We’ve got the premiere play of South-London jazz-funk collective Mulvey’s Medicine’s new track ‘Say Goodbye. We also chat to the guys about their forthcoming EP, influences and more.
The track is the second single lifted from their upcoming EP and is a soothingly smooth number that features the soulful vocals of Grace Walker.
Mulvey’s Medicine’s ethos is centred around providing fun, positivity and making people move, and this last year has taken its meaning to a whole new level. Instead of being a “taster of what’s to come” or a “stepping stone” to the next big album, the new EP is delivered with the ambition that “this project brings people and myself back to a more enjoyable world. I hope this EP will connect to everyone in a deep, personal way that is a gentle reminder that music can cure and uplift your life” says Eddie Mulvey, guitarist and founder of the band.
The new EP is a mix of their trademark booty-shaking / foot-tapping funky instrumentals and some vocal features courtesy of some of London’s best soulful singers joining the funk crusade. The result is a vibrant mix of sounds and influences with blatant musicianship. Mulvey comments, “picking the band was easy, close friends who love groove and have all dived deep into the realms of Jazz has always been our connection. I knew my funky riffs needed their stamp on them.”
Get to know the talented collective ahead of the release of ‘Say Goodbye’ tomorrow.
Tell us a bit about Mulvey’s Medicine? Also, where exactly did the name came from?
‘Medicine’ on its own was taken…. so I chucked my last name into the frying pan to cook things up. The thought behind the name is that music can cure you of – the terrible day you’ve endured, that break up, the traffic jam that won’t end – That’s how I use it when it’s not for pure enjoyment. We are a band of good friends from London who all enjoy pushing each other to our sonic limits and have an unhealthy relationship with all that is funky.
When you first got together, was there any real plan of what kind of music you wanted to make?
Yes, our first album ‘Ignite,’ was mostly made up from guitar riffs in my bedroom. We rehearsed a few times; everyone put their ideas together, then we hit the studio. Super raw, lots of improvisation, very much ourselves on a record. Now the writing has become more in-depth. I still write most of the main ideas, but our keys player guides us with his infinite knowledge of harmony and songwriting – and when you combine that with a drummer marinated in Jazz with a James brown stuffing, a bassist who never needs a clock (as his timing is impeccable), a horn section that eats omnibook for breakfast – then you’ve got yourself a good song! Still, there isn’t much planning; it’s more vibing off each other’s sounds and knowing where to place your mark.
For those that haven’t heard of you yet, how would you best describe your sound?
Whilst other artists wield their sound like a surgeon’s scalpel, Mulvey’s Medicine are more akin to an unapologetic Funk Hammer.

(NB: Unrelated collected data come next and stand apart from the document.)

// Copyright 2024. The Tari Project
//
// Redistribution and use in source and binary forms, with or without modification, are permitted provided that the
// following conditions are met:
//
// 1. Redistributions of source code must retain the above copyright notice, this list of conditions and the following
// disclaimer.
//
// 2. Redistributions in binary form must reproduce the above copyright notice, this list of conditions and the
// following disclaimer in the documentation and/or other materials provided with the distribution.
//
// 3. Neither the name of the copyright holder nor the names of its contributors may be used to endorse or promote
// products derived from this software without specific prior written permission.
//
// THIS SOFTWARE IS PROVIDED BY THE COPYRIGHT HOLDERS AND CONTRIBUTORS "AS IS" AND ANY EXPRESS OR IMPLIED WARRANTIES,
// INCLUDING, BUT NOT LIMITED TO, THE IMPLIED WARRANTIES OF MERCHANTABILITY AND FITNESS FOR A PARTICULAR PURPOSE ARE
// DISCLAIMED. IN NO EVENT SHALL THE COPYRIGHT HOLDER OR CONTRIBUTORS BE LIABLE FOR ANY DIRECT, INDIRECT, INCIDENTAL,
// SPECIAL, EXEMPLARY, OR CONSEQUENTIAL DAMAGES (INCLUDING, BUT NOT LIMITED TO, PROCUREMENT OF SUBSTITUTE GOODS OR
// SERVICES; LOSS OF USE, DATA, OR PROFITS; OR BUSINESS INTERRUPTION) HOWEVER CAUSED AND ON ANY THEORY OF LIABILITY,
// WHETHER IN CONTRACT, STRICT LIABILITY, OR TORT (INCLUDING NEGLIGENCE OR OTHERWISE) ARISING IN ANY WAY OUT OF THE
// USE OF THIS SOFTWARE, EVEN IF ADVISED OF THE POSSIBILITY OF SUCH DAMAGE.

use std::fmt;

use bitcann_common_types::{amount::Satoshis, types::Hash256};
use bitcann_script::{sha256, LockingBytecode};
use serde::{Deserialize, Serialize};

use crate::{
    covenants::{ContractCall, NameCall},
    transactions::transaction_components::{Transaction, TransactionOutput},
};

/// Prefix of a record that withdraws an earlier record, followed by the sha256 of the withdrawn payload
pub const INVALIDATION_MARKER: &[u8] = b"RMV";

/// A record published by a name owner in an OP_RETURN output of a `useAuth` transaction
#[derive(Debug, Clone, PartialEq, Eq, Hash, Serialize, Deserialize)]
pub enum NameRecord {
    Data(#[serde(with = "bitcann_common_types::serializers::hex")] Vec<u8>),
    Invalidation(Hash256),
}

impl NameRecord {
    /// Interprets the concatenated data pushes of one OP_RETURN output
    pub fn from_payload(payload: Vec<u8>) -> Self {
        if payload.len() == INVALIDATION_MARKER.len() + 32 && payload.starts_with(INVALIDATION_MARKER) {
            if let Ok(hash) = Hash256::try_from(&payload[INVALIDATION_MARKER.len()..]) {
                return NameRecord::Invalidation(hash);
            }
        }
        NameRecord::Data(payload)
    }

    pub fn to_payload(&self) -> Vec<u8> {
        match self {
            NameRecord::Data(data) => data.clone(),
            NameRecord::Invalidation(hash) => {
                let mut payload = INVALIDATION_MARKER.to_vec();
                payload.extend_from_slice(hash.as_slice());
                payload
            },
        }
    }

    /// The hash an invalidation record uses to refer to this record
    pub fn content_hash(&self) -> Hash256 {
        sha256(&self.to_payload())
    }

    pub fn to_output(&self) -> TransactionOutput {
        TransactionOutput::new(Satoshis(0), LockingBytecode::op_return(&[self.to_payload()]))
    }
}

impl fmt::Display for NameRecord {
    fn fmt(&self, f: &mut fmt::Formatter<'_>) -> fmt::Result {
        match self {
            NameRecord::Data(data) => match std::str::from_utf8(data) {
                Ok(text) => write!(f, "{}", text),
                Err(_) => write!(f, "0x{}", hex::encode(data)),
            },
            NameRecord::Invalidation(hash) => write!(f, "RMV {}", hash.to_hex()),
        }
    }
}

/// Records published by `transaction`. Only the owner publishes records: the transaction must exercise `useAuth`
/// with the internal auth NFT of the Name instance locked at `name_locking`, which requires the ownership NFT.
pub fn extract_records(
    transaction: &Transaction,
    source_outputs: &[TransactionOutput],
    name_locking: &LockingBytecode,
) -> Vec<NameRecord> {
    let uses_auth = transaction
        .inputs
        .iter()
        .zip(source_outputs)
        .any(|(input, source)| {
            &source.locking_bytecode == name_locking &&
                matches!(
                    input.unlocking.contract_call(),
                    Some(ContractCall::Name(NameCall::UseAuth { auth_id: 1 }))
                )
        });
    if !uses_auth {
        return Vec::new();
    }
    transaction
        .outputs
        .iter()
        .filter_map(|output| output.locking_bytecode.op_return_pushes())
        .map(|pushes| NameRecord::from_payload(pushes.concat()))
        .collect()
}

/// Replays records in publication order and returns the data records still live at the end. An invalidation only
/// withdraws records published before it.
pub fn resolve_records<I: IntoIterator<Item = NameRecord>>(records: I) -> Vec<Vec<u8>> {
    records.into_iter().fold(Vec::new(), |mut live, record| {
        match record {
            NameRecord::Data(data) => live.push(data),
            NameRecord::Invalidation(hash) => live.retain(|data: &Vec<u8>| sha256(data) != hash),
        }
        live
    })
}

#[cfg(test)]
mod test {
    use bitcann_common_types::types::PubKeyHash;

    use super::*;
    use crate::test_helpers::TestRegistry;

    #[test]
    fn it_recognises_invalidations() {
        let data = NameRecord::Data(b"txt=hello".to_vec());
        let removal = NameRecord::Invalidation(data.content_hash());
        assert_eq!(NameRecord::from_payload(removal.to_payload()), removal);
        assert_eq!(removal.to_payload().len(), 35);
        // too short to carry a hash
        assert_eq!(
            NameRecord::from_payload(b"RMVabc".to_vec()),
            NameRecord::Data(b"RMVabc".to_vec())
        );
    }

    #[test]
    fn invalidated_records_are_dropped() {
        let first = NameRecord::Data(b"a=1".to_vec());
        let second = NameRecord::Data(b"b=2".to_vec());
        let resolved = resolve_records(vec![
            first.clone(),
            second,
            NameRecord::Invalidation(first.content_hash()),
        ]);
        assert_eq!(resolved, vec![b"b=2".to_vec()]);
    }

    #[test]
    fn a_republished_record_is_live_again() {
        let record = NameRecord::Data(b"a=1".to_vec());
        let resolved = resolve_records(vec![
            record.clone(),
            NameRecord::Invalidation(record.content_hash()),
            record,
        ]);
        assert_eq!(resolved, vec![b"a=1".to_vec()]);
    }

    #[test]
    fn an_invalidation_does_not_reach_later_records() {
        let record = NameRecord::Data(b"b=2".to_vec());
        let resolved = resolve_records(vec![NameRecord::Invalidation(record.content_hash()), record]);
        assert_eq!(resolved, vec![b"b=2".to_vec()]);
    }

    #[test]
    fn only_the_owner_publishes() {
        let owner = PubKeyHash::new([3; 20]);
        let registry = TestRegistry::new();
        registry.register(b"carol", &owner, Satoshis(1_000_000)).unwrap();
        let name_locking = registry.deployment().name_locking_bytecode(b"carol").unwrap();

        let tx = registry
            .build_use_auth_internal(b"carol", &[b"url=https://carol.example".as_slice()])
            .unwrap();
        let sources = registry.source_outputs(&tx);
        assert_eq!(extract_records(&tx, &sources, &name_locking), vec![NameRecord::Data(
            b"url=https://carol.example".to_vec()
        )]);

        let other = registry.deployment().name_locking_bytecode(b"dave").unwrap();
        assert!(extract_records(&tx, &sources, &other).is_empty());

        let tx = registry
            .build_use_auth_external(b"carol", &[b"url=https://mallory.example".as_slice()])
            .unwrap();
        let sources = registry.source_outputs(&tx);
        assert!(extract_records(&tx, &sources, &name_locking).is_empty());
    }
}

If each of you had to choose just one influence on your music, who would it be?
Eddie – Eric Krasno
Lef – Robert Glasper
Dave – Miles Davis
Ed – ‘Michael Breaker
Alex – Flea
Jeremy – Art Blakey
You’re about to release your new single ‘Say Goodbye’. Where did the inspiration to bring in Grace Walker come from?
I wrote the chords during a huge phase of listening to and learning everything by Donny Hathaway back at uni and working with our amazing lyricist and world-class songwriter, Jolyn. We’ve all known Grace for years, since uni days and gigs. She grew up hooked on the best soul singers and, whilst inheriting that style, always brings her own game to the table, so it seemed the perfect fit. The song itself is actually rather old now; written back in 2015, it was the first song (unknowingly) that started ‘Mulvey’s Medicine’. I think that the progression the song has made through the years shows how far we have grown as musicians and people.
It is also the second track from your forthcoming EP. Is there a particular vibe you were going for when creating the project?
We definitely tapped into some more soul/funk vibes, more than just jazz. Working with Jolyn and the singers brought in new ideas, working the songs into their style. We all came out of the studio feeling that we created something unique.
And how would you say it differs from your previous material?
On the vocal tracks, our focus changed from lifting our solos to enhancing their flow. Every note and hit was purposely placed to enrich the words Jolyn had written. So these are clearly worlds apart from our first album, and our latest instrumental, ‘Steely Beets’, is like feeding 6 scotch bonnets to our last album, ‘Ignite’. Everyone’s playing with fire on this EP, and we can’t wait for you all to hear it.
Anything else you would like to add? Any closing words for the Twistedsoul community?
Stay Safe, Stay Funky and come to our gig at Hootananny for the EP launch on September 19th.